Repeat the data below exactly. Include each line.

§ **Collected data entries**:
* * * * * * * * *
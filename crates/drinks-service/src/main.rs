//! Drinks Service
//!
//! Entry point for the coffee shop drinks API.

use drinks_service::auth::{HttpJwksFetcher, JwksClient, JwtValidator};
use drinks_service::config::Config;
use drinks_service::observability::metrics::init_metrics_recorder;
use drinks_service::repositories::{DrinkRepository, InMemoryDrinkRepository, PgDrinkRepository};
use drinks_service::routes::{self, AppState};
use std::net::SocketAddr;
use std::sync::Arc;
use std::time::Duration;
use tokio::signal;
use tracing::{error, info, warn};
use tracing_subscriber::{layer::SubscriberExt, util::SubscriberInitExt};

#[tokio::main]
async fn main() -> Result<(), Box<dyn std::error::Error>> {
    tracing_subscriber::registry()
        .with(
            tracing_subscriber::EnvFilter::try_from_default_env()
                .unwrap_or_else(|_| "drinks_service=debug,tower_http=debug".into()),
        )
        .with(tracing_subscriber::fmt::layer())
        .init();

    info!("Starting Drinks Service");

    let config = Config::from_env().map_err(|e| {
        error!("Failed to load configuration: {}", e);
        e
    })?;

    info!(
        auth_domain = %config.auth_domain,
        api_audience = %config.api_audience,
        jwks_url = %config.jwks_url,
        bind_address = %config.bind_address,
        jwt_clock_skew_seconds = config.jwt_clock_skew_seconds,
        "Configuration loaded successfully"
    );

    let metrics_handle = init_metrics_recorder().map_err(|e| {
        error!("Failed to initialize metrics: {}", e);
        e
    })?;

    let repository: Arc<dyn DrinkRepository> = match &config.database_url {
        Some(database_url) => {
            info!("Connecting to database...");
            let db_url_with_timeout = add_query_timeout(database_url, 5);
            let db_pool = sqlx::postgres::PgPoolOptions::new()
                .max_connections(10)
                .min_connections(1)
                .acquire_timeout(Duration::from_secs(5))
                .idle_timeout(Duration::from_secs(600))
                .max_lifetime(Duration::from_secs(1800))
                .connect(&db_url_with_timeout)
                .await
                .map_err(|e| {
                    error!("Failed to connect to database: {}", e);
                    e
                })?;

            sqlx::migrate!("../../migrations")
                .run(&db_pool)
                .await
                .map_err(|e| {
                    error!("Failed to run database migrations: {}", e);
                    e
                })?;

            info!("Database connection established");
            Arc::new(PgDrinkRepository::new(db_pool))
        }
        None => {
            warn!("DATABASE_URL not set, drinks are kept in memory and lost on restart");
            Arc::new(InMemoryDrinkRepository::new())
        }
    };

    let fetcher = Arc::new(HttpJwksFetcher::with_timeout(
        config.jwks_url.clone(),
        Duration::from_secs(config.jwks_fetch_timeout_seconds),
    ));
    let jwks_client = Arc::new(JwksClient::with_ttl(
        fetcher,
        Duration::from_secs(config.jwks_cache_ttl_seconds),
    ));
    let jwt_validator = Arc::new(JwtValidator::from_config(&config, jwks_client));

    let bind_address = config.bind_address.clone();

    let state = Arc::new(AppState {
        repository,
        jwt_validator,
    });

    let app = routes::build_routes(state, metrics_handle);

    let addr: SocketAddr = bind_address.parse().map_err(|e| {
        error!("Invalid bind address: {}", e);
        e
    })?;

    info!("Drinks Service listening on {}", addr);

    let listener = tokio::net::TcpListener::bind(addr).await?;
    axum::serve(
        listener,
        app.into_make_service_with_connect_info::<SocketAddr>(),
    )
    .with_graceful_shutdown(shutdown_signal())
    .await?;

    info!("Drinks Service shutdown complete");

    Ok(())
}

/// Listens for shutdown signals (SIGTERM, SIGINT).
async fn shutdown_signal() {
    let ctrl_c = async {
        match signal::ctrl_c().await {
            Ok(()) => info!("Received SIGINT, starting graceful shutdown..."),
            Err(e) => error!("Failed to listen for SIGINT: {}", e),
        }
    };

    #[cfg(unix)]
    let terminate = async {
        match signal::unix::signal(signal::unix::SignalKind::terminate()) {
            Ok(mut stream) => {
                stream.recv().await;
                info!("Received SIGTERM, starting graceful shutdown...");
            }
            Err(e) => {
                error!("Failed to listen for SIGTERM: {}", e);
                std::future::pending::<()>().await;
            }
        }
    };

    #[cfg(not(unix))]
    let terminate = std::future::pending::<()>();

    tokio::select! {
        _ = ctrl_c => {}
        _ = terminate => {}
    }
}

/// Adds statement_timeout to the database URL.
fn add_query_timeout(url: &str, timeout_secs: u32) -> String {
    let separator = if url.contains('?') { '&' } else { '?' };
    format!(
        "{}{}options=-c%20statement_timeout%3D{}s",
        url, separator, timeout_secs
    )
}
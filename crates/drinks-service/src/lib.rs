//! Drinks Service Library
//!
//! HTTP backend for the coffee shop drinks catalog. Reads are public;
//! writes and the detailed view require an identity-provider JWT carrying
//! the matching permission.
//!
//! # Architecture
//!
//! ```text
//! routes/mod.rs -> middleware/auth.rs (AuthGuard) -> handlers/*.rs -> repositories/*.rs
//! ```
//!
//! The auth core composes linearly:
//!
//! ```text
//! extract_bearer_token -> JwtValidator::validate -> check_permissions -> handler
//! ```
//!
//! # Modules
//!
//! - `auth` - Token extraction, JWKS cache, JWT validation, permissions
//! - `config` - Service configuration from environment
//! - `errors` - Error types with HTTP status code mapping
//! - `handlers` - HTTP request handlers
//! - `middleware` - Permission guard and HTTP metrics middleware
//! - `models` - Drink model and request/response bodies
//! - `observability` - Prometheus metrics
//! - `repositories` - Drink persistence (PostgreSQL, in-memory)
//! - `routes` - Axum router setup

pub mod auth;
pub mod config;
pub mod errors;
pub mod handlers;
pub mod middleware;
pub mod models;
pub mod observability;
pub mod repositories;
pub mod routes;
* * * * * * * * *
§ **EXPECTED ANSWER**:
filename crates/drinks-service/src/main.rs
//! Drinks Service
//!
//! Entry point for the coffee shop drinks API.

use drinks_service::auth::{HttpJwksFetcher, JwksClient, JwtValidator};
use drinks_service::config::Config;
use drinks_service::observability::metrics::init_metrics_recorder;
use drinks_service::repositories::{DrinkRepository, InMemoryDrinkRepository, PgDrinkRepository};
use drinks_service::routes::{self, AppState};
use std::net::SocketAddr;
use std::sync::Arc;
use std::time::Duration;
use tokio::signal;
use tracing::{error, info, warn};
use tracing_subscriber::{layer::SubscriberExt, util::SubscriberInitExt};

#[tokio::main]
async fn main() -> Result<(), Box<dyn std::error::Error>> {
    tracing_subscriber::registry()
        .with(
            tracing_subscriber::EnvFilter::try_from_default_env()
                .unwrap_or_else(|_| "drinks_service=debug,tower_http=debug".into()),
        )
        .with(tracing_subscriber::fmt::layer())
        .init();

    info!("Starting Drinks Service");

    let config = Config::from_env().map_err(|e| {
        error!("Failed to load configuration: {}", e);
        e
    })?;

    info!(
        auth_domain = %config.auth_domain,
        api_audience = %config.api_audience,
        jwks_url = %config.jwks_url,
        bind_address = %config.bind_address,
        jwt_clock_skew_seconds = config.jwt_clock_skew_seconds,
        "Configuration loaded successfully"
    );

    let metrics_handle = init_metrics_recorder().map_err(|e| {
        error!("Failed to initialize metrics: {}", e);
        e
    })?;

    let repository: Arc<dyn DrinkRepository> = match &config.database_url {
        Some(database_url) => {
            info!("Connecting to database...");
            let db_url_with_timeout = add_query_timeout(database_url, 5);
            let db_pool = sqlx::postgres::PgPoolOptions::new()
                .max_connections(10)
                .min_connections(1)
                .acquire_timeout(Duration::from_secs(5))
                .idle_timeout(Duration::from_secs(600))
                .max_lifetime(Duration::from_secs(1800))
                .connect(&db_url_with_timeout)
                .await
                .map_err(|e| {
                    error!("Failed to connect to database: {}", e);
                    e
                })?;

            sqlx::migrate!("../../migrations")
                .run(&db_pool)
                .await
                .map_err(|e| {
                    error!("Failed to run database migrations: {}", e);
                    e
                })?;

            info!("Database connection established");
            Arc::new(PgDrinkRepository::new(db_pool))
        }
        None => {
            warn!("DATABASE_URL not set, drinks are kept in memory and lost on restart");
            Arc::new(InMemoryDrinkRepository::new())
        }
    };

    let fetcher = Arc::new(HttpJwksFetcher::with_timeout(
        config.jwks_url.clone(),
        Duration::from_secs(config.jwks_fetch_timeout_seconds),
    ));
    let jwks_client = Arc::new(JwksClient::with_ttl(
        fetcher,
        Duration::from_secs(config.jwks_cache_ttl_seconds),
    ));
    let jwt_validator = Arc::new(JwtValidator::from_config(&config, jwks_client));

    let bind_address = config.bind_address.clone();

    let state = Arc::new(AppState {
        repository,
        jwt_validator,
    });

    let app = routes::build_routes(state, metrics_handle);

    let addr: SocketAddr = bind_address.parse().map_err(|e| {
        error!("Invalid bind address: {}", e);
        e
    })?;

    info!("Drinks Service listening on {}", addr);

    let listener = tokio::net::TcpListener::bind(addr).await?;
    axum::serve(
        listener,
        app.into_make_service_with_connect_info::<SocketAddr>(),
    )
    .with_graceful_shutdown(shutdown_signal())
    .await?;

    info!("Drinks Service shutdown complete");

    Ok(())
}

/// Listens for shutdown signals (SIGTERM, SIGINT).
async fn shutdown_signal() {
    let ctrl_c = async {
        match signal::ctrl_c().await {
            Ok(()) => info!("Received SIGINT, starting graceful shutdown..."),
            Err(e) => error!("Failed to listen for SIGINT: {}", e),
        }
    };

    #[cfg(unix)]
    let terminate = async {
        match signal::unix::signal(signal::unix::SignalKind::terminate()) {
            Ok(mut stream) => {
                stream.recv().await;
                info!("Received SIGTERM, starting graceful shutdown...");
            }
            Err(e) => {
                error!("Failed to listen for SIGTERM: {}", e);
                std::future::pending::<()>().await;
            }
        }
    };

    #[cfg(not(unix))]
    let terminate = std::future::pending::<()>();

    tokio::select! {
        _ = ctrl_c => {}
        _ = terminate => {}
    }
}

/// Adds statement_timeout to the database URL.
fn add_query_timeout(url: &str, timeout_secs: u32) -> String {
    let separator = if url.contains('?') { '&' } else { '?' };
    format!(
        "{}{}options=-c%20statement_timeout%3D{}s",
        url, separator, timeout_secs
    )
}
filename crates/drinks-service/src/lib.rs
//! Drinks Service Library
//!
//! HTTP backend for the coffee shop drinks catalog. Reads are public;
//! writes and the detailed view require an identity-provider JWT carrying
//! the matching permission.
//!
//! # Architecture
//!
//! ```text
//! routes/mod.rs -> middleware/auth.rs (AuthGuard) -> handlers/*.rs -> repositories/*.rs
//! ```
//!
//! The auth core composes linearly:
//!
//! ```text
//! extract_bearer_token -> JwtValidator::validate -> check_permissions -> handler
//! ```
//!
//! # Modules
//!
//! - `auth` - Token extraction, JWKS cache, JWT validation, permissions
//! - `config` - Service configuration from environment
//! - `errors` - Error types with HTTP status code mapping
//! - `handlers` - HTTP request handlers
//! - `middleware` - Permission guard and HTTP metrics middleware
//! - `models` - Drink model and request/response bodies
//! - `observability` - Prometheus metrics
//! - `repositories` - Drink persistence (PostgreSQL, in-memory)
//! - `routes` - Axum router setup

pub mod auth;
pub mod config;
pub mod errors;
pub mod handlers;
pub mod middleware;
pub mod models;
pub mod observability;
pub mod repositories;
pub mod routes;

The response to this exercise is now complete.